Friday, August 7, 2009

Here's My Problem

This is why charting is so valuable. Without charting my cycles, I would have had NO idea that my luteal phase was too short to carry a baby. I wish I had known before conceiving this time, but I'm comforted in knowing that going forward, we have a plan of action to correct this problem and hopefully, God willing, we will have success next time. I will be starting Clomid and Progesterone my next cycle. Feel free to real below what my problem is with my cycles. Of course, miscarriage can happen for outside reasons as well. My doctor and I believe this is why I've had 2 very early miscarriages.

What is a Luteal Phase Defect or LPD?
Luteal Phase Defect

A luteal phase is the time in a woman’s cycle between ovulation and menstruation. In a pregnant woman, during the luteal phase the fertilized egg will travel from the fallopian tube and into the uterus for implantation. The luteal phase is normally 14 days long and on an average it can be anywhere from 10 to 17 days long. If your luteal phase lasts anything under 10 days it is considered a luteal phase defect. But some doctors believe that if the luteal phase falls under 12 days, then it is a problem. If you conceive and you have a luteal phase defect, you will have an early miscarriage.

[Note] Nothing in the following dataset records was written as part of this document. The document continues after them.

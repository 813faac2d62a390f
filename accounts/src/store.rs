//! In-memory account registry.
//!
//! Accounts live in a process-local map keyed by lowercase username. The
//! registry owns account records and their stored hashes; all hashing and
//! verification is delegated to the credential manager, and password
//! hashing always happens outside the map lock.

use std::collections::HashMap;

use chrono::Utc;
use keygate_credential::CredentialManager;
use parking_lot::RwLock;
use uuid::Uuid;

use crate::account::{Account, StoredAccount};
use crate::error::{AccountError, AccountResult};

/// Minimum password length accepted at registration and password change.
const MIN_PASSWORD_LEN: usize = 8;
/// Username length bounds.
const MIN_USERNAME_LEN: usize = 3;
const MAX_USERNAME_LEN: usize = 50;

/// Thread-safe, in-memory account registry.
#[derive(Debug, Default)]
pub struct AccountStore {
    accounts: RwLock<HashMap<String, StoredAccount>>,
}

impl AccountStore {
    /// Create an empty registry.
    #[must_use]
    pub fn new() -> Self {
        Self::default()
    }

    /// Register a new account and return its generated user id.
    ///
    /// # Errors
    /// `InvalidUsername`, `WeakPassword`, `UsernameTaken`, or `EmailTaken`
    /// on validation failure; credential errors propagate from hashing.
    pub fn register(
        &self,
        manager: &CredentialManager,
        username: &str,
        email: &str,
        password: &str,
    ) -> AccountResult<String> {
        let username = normalize_username(username)?;
        if password.len() < MIN_PASSWORD_LEN {
            return Err(AccountError::WeakPassword);
        }

        // Cheap precheck before paying for Argon2 work.
        {
            let accounts = self.accounts.read();
            check_unique(&accounts, &username, email)?;
        }

        let password_hash = manager.hash_password(password)?;

        let mut accounts = self.accounts.write();
        // Re-check under the write lock; another thread may have won the race.
        check_unique(&accounts, &username, email)?;

        let user_id = Uuid::new_v4().to_string();
        accounts.insert(
            username.clone(),
            StoredAccount {
                account: Account {
                    user_id: user_id.clone(),
                    username: username.clone(),
                    email: email.to_string(),
                    is_active: true,
                    created_at: Utc::now(),
                    last_login: None,
                },
                password_hash,
            },
        );
        tracing::debug!(username = %username, "account registered");

        Ok(user_id)
    }

    /// Authenticate a username/password pair.
    ///
    /// Updates `last_login` and returns the account on success. Unknown
    /// usernames and wrong passwords both fail with `InvalidCredentials`.
    pub fn authenticate(
        &self,
        manager: &CredentialManager,
        username: &str,
        password: &str,
    ) -> AccountResult<Account> {
        let username = match normalize_username(username) {
            Ok(name) => name,
            // A name that could never have registered gets the same answer
            // as an unknown one.
            Err(_) => return Err(AccountError::InvalidCredentials),
        };

        let stored_hash = {
            let accounts = self.accounts.read();
            accounts
                .get(&username)
                .map(|stored| stored.password_hash.clone())
        };
        let Some(stored_hash) = stored_hash else {
            return Err(AccountError::InvalidCredentials);
        };

        if !manager.verify_password(password, &stored_hash)? {
            tracing::warn!(username = %username, "authentication failed");
            return Err(AccountError::InvalidCredentials);
        }

        let mut accounts = self.accounts.write();
        let stored = accounts
            .get_mut(&username)
            .ok_or(AccountError::InvalidCredentials)?;
        stored.account.last_login = Some(Utc::now());
        Ok(stored.account.clone())
    }

    /// Replace an account's stored hash. The only path that ever replaces a
    /// hash; requires the current password.
    ///
    /// # Errors
    /// `InvalidCredentials` if the old password is wrong, `WeakPassword` if
    /// the new one is too short.
    pub fn change_password(
        &self,
        manager: &CredentialManager,
        username: &str,
        old_password: &str,
        new_password: &str,
    ) -> AccountResult<()> {
        let username = normalize_username(username)?;
        if new_password.len() < MIN_PASSWORD_LEN {
            return Err(AccountError::WeakPassword);
        }

        let stored_hash = {
            let accounts = self.accounts.read();
            accounts
                .get(&username)
                .map(|stored| stored.password_hash.clone())
        };
        let Some(stored_hash) = stored_hash else {
            return Err(AccountError::InvalidCredentials);
        };
        if !manager.verify_password(old_password, &stored_hash)? {
            return Err(AccountError::InvalidCredentials);
        }

        let new_hash = manager.hash_password(new_password)?;

        let mut accounts = self.accounts.write();
        let stored = accounts
            .get_mut(&username)
            .ok_or(AccountError::NotFound)?;
        stored.password_hash = new_hash;
        tracing::debug!(username = %username, "password changed");
        Ok(())
    }

    /// Activate or deactivate an account.
    ///
    /// # Errors
    /// `NotFound` if no such username is registered.
    pub fn set_active(&self, username: &str, active: bool) -> AccountResult<()> {
        let username = normalize_username(username)?;
        let mut accounts = self.accounts.write();
        let stored = accounts.get_mut(&username).ok_or(AccountError::NotFound)?;
        stored.account.is_active = active;
        Ok(())
    }

    /// Look up an account by username.
    #[must_use]
    pub fn get(&self, username: &str) -> Option<Account> {
        let username = normalize_username(username).ok()?;
        self.accounts
            .read()
            .get(&username)
            .map(|stored| stored.account.clone())
    }

    /// Number of registered accounts.
    #[must_use]
    pub fn len(&self) -> usize {
        self.accounts.read().len()
    }

    /// Whether the registry is empty.
    #[must_use]
    pub fn is_empty(&self) -> bool {
        self.accounts.read().is_empty()
    }
}

fn normalize_username(raw: &str) -> AccountResult<String> {
    let name = raw.trim();
    if name.len() < MIN_USERNAME_LEN
        || name.len() > MAX_USERNAME_LEN
        || !name.chars().all(|c| c.is_ascii_alphanumeric())
    {
        return Err(AccountError::InvalidUsername);
    }
    Ok(name.to_ascii_lowercase())
}

fn check_unique(
    accounts: &HashMap<String, StoredAccount>,
    username: &str,
    email: &str,
) -> AccountResult<()> {
    if accounts.contains_key(username) {
        return Err(AccountError::UsernameTaken);
    }
    if accounts.values().any(|stored| stored.account.email == email) {
        return Err(AccountError::EmailTaken);
    }
    Ok(())
}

A luteal phase defect cannot sustain a pregnancy because the uterine lining in these women begins to break down, bringing on the menstrual bleeding and causing an early miscarriage. There could be more than one reason for the luteal phase defect which can be found out after medical analysis. Going by statistics, the number one reason for a luteal phase defect is low progesterone levels. Your doctor can do a progesterone test on you 7 days past ovulation to determine exactly how deficient you are. Once you know that there are several ways of correcting this defect.

Causes of Luteal Phase Defect
The three main causes of luteal phase defect include poor follicle production, premature demise of the corpus luteum, and failure of the uterine lining to respond to normal levels of progesterone. These problems occur at different times during the cycle but can also be found in conjunction with each other.

Poor follicle production occurs in the first half of the cycle. In this case, the woman may not produce a normal level of FSH, or her ovaries do not respond strongly to the FSH, leading to inadequate follicle development. Because the follicle ultimately becomes the corpus luteum, poor follicle formation leads to poor corpus luteum quality. In turn, a poor corpus luteum will produce inadequate progesterone, causing the uterine lining to be adequately prepared for the implantation of a fertilized embryo. Ultimately progesterone levels may drop early and menses will arrive sooner than expected resulting in luteal phase defect.

Premature failure of the corpus luteum can occur even when the initial quality of the follicle/corpus luteum is adequate. In some women the corpus luteum sometimes does not persist as long as it should. Here, initial progesterone levels at five to seven days past ovulation may be low; even if they are adequate, the levels drop precipitously soon thereafter, again leading to early onset of menses and hence a luteal phase defect.

Failure of the uterine lining to respond can occur even in the presence of adequate follicle development and a corpus luteum that persists for the appropriate length of time. In this condition, the uterine lining does not respond to normal levels of progesterone. Therefore, if an embryo arrives and tries to implant in the uterus, the uterine lining will not be adequately prepared, and the implantation will most likely fail.

Correction of Luteal Phase Defect
Fertility charting is an easy way of detecting whether you have luteal phase defect. If you do, don’t worry because luteal phase defect can be easily corrected. Immediately seek the advice of your physician first before starting any treatments to correct it. In most case, luteal phase defect can be corrected through over-the-counter remedies and/or with prescription drugs.

1. Over the counter remedies for luteal phase defect:The two main over the counter remedies for luteal phase defect are vitamin B6 and progesterone cream. Vitamin B6 is perfectly safe and can be taken daily in dosages from 50 mg to 200 mg. Taking vitamin B6 every day during the entire month will help to lengthen the luteal phase.

A progesterone cream is usually targeted for menopausal women; however this cream is also useful in lengthening the luteal phase. A cream with natural progesterone works best. Use about 1/4 to 1/2 a teaspoon of progesterone cream spread on the inner arm, inner thigh, neck, and chest - alternating places - twice a day from ovulation to menstruation or until the 10th week of pregnancy.

2. Prescription drugs for luteal phase defect:The most common prescription drugs for luteal phase defect patients are Clomid or progesterone suppositories. Clomid is taken orally as prescribed by the doctor. The suppositories are taken through the vagina after ovulation has occurred and until either day 14 post ovulation or at some point weeks later during a pregnancy, if pregnancy occurred.